> **WHAT THE EXERCISE ASKS**: Copy each line below in which the string "over" occurs.

-- PROVIDED MATERIAL follows --

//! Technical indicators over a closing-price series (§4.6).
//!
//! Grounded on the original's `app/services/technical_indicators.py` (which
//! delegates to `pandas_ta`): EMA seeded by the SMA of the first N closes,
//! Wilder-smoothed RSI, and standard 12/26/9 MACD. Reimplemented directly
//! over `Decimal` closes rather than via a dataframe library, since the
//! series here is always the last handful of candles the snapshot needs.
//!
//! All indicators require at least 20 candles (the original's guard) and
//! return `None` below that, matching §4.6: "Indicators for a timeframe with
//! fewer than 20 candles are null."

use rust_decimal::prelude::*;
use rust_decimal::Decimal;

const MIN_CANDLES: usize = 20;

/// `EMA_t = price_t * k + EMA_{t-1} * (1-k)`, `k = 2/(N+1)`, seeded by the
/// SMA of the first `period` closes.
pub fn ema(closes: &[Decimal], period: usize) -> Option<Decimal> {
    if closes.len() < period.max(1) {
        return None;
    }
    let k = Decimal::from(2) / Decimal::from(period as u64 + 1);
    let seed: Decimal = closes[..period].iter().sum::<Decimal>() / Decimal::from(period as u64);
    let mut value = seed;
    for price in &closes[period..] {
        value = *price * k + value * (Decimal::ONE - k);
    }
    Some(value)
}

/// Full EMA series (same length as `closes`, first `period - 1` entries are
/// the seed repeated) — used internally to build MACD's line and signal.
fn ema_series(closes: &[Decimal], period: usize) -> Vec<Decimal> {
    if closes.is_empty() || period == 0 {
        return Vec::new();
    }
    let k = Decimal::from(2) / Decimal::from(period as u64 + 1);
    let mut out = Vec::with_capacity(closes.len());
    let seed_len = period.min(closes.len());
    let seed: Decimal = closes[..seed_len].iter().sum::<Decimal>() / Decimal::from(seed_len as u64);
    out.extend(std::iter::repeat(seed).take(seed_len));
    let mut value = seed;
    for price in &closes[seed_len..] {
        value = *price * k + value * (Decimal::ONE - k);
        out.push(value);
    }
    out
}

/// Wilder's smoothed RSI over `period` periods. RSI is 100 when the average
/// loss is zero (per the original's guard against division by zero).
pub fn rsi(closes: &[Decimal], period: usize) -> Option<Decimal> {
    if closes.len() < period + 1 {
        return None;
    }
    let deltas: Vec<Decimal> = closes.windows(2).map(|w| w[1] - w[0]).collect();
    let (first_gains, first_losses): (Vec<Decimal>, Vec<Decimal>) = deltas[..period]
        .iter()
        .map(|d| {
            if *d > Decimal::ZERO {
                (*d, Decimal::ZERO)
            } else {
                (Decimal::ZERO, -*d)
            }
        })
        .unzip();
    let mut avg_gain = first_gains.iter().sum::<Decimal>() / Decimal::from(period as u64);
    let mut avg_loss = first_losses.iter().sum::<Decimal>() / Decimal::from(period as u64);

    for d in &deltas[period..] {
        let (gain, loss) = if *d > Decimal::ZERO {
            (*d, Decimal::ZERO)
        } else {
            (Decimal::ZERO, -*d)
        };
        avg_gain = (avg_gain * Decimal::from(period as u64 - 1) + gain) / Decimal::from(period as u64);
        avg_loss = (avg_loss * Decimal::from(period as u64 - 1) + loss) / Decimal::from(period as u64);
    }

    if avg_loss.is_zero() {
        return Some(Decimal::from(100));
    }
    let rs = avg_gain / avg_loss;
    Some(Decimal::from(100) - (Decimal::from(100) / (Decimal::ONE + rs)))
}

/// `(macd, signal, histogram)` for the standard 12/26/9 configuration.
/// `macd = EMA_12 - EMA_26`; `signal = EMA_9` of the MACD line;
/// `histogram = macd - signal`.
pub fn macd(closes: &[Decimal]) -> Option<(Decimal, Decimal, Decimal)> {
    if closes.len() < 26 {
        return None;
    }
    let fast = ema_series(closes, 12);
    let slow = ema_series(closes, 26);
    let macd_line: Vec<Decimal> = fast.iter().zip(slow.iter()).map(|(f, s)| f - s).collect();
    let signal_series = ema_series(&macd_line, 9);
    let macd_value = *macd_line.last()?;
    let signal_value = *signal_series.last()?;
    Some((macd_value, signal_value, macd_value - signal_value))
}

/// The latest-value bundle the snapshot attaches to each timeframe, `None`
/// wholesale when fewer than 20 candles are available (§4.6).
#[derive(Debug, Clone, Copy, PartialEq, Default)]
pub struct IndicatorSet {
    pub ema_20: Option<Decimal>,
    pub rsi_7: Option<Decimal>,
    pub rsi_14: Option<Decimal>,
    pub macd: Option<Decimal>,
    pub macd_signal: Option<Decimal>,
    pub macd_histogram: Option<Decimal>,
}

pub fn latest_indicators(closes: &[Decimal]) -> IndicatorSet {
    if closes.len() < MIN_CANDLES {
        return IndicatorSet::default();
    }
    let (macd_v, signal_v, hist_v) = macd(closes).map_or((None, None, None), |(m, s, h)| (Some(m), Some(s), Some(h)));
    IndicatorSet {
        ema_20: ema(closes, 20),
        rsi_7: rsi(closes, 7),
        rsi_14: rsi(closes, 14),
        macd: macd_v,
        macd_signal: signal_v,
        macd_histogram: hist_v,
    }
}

-- PROVIDED MATERIAL concluded --

> **RESPONSE TO THIS TASK**:
//! Technical indicators over a closing-price series (§4.6).
//! over `Decimal` closes rather than via a dataframe library, since the
/// Wilder's smoothed RSI over `period` periods. RSI is 100 when the average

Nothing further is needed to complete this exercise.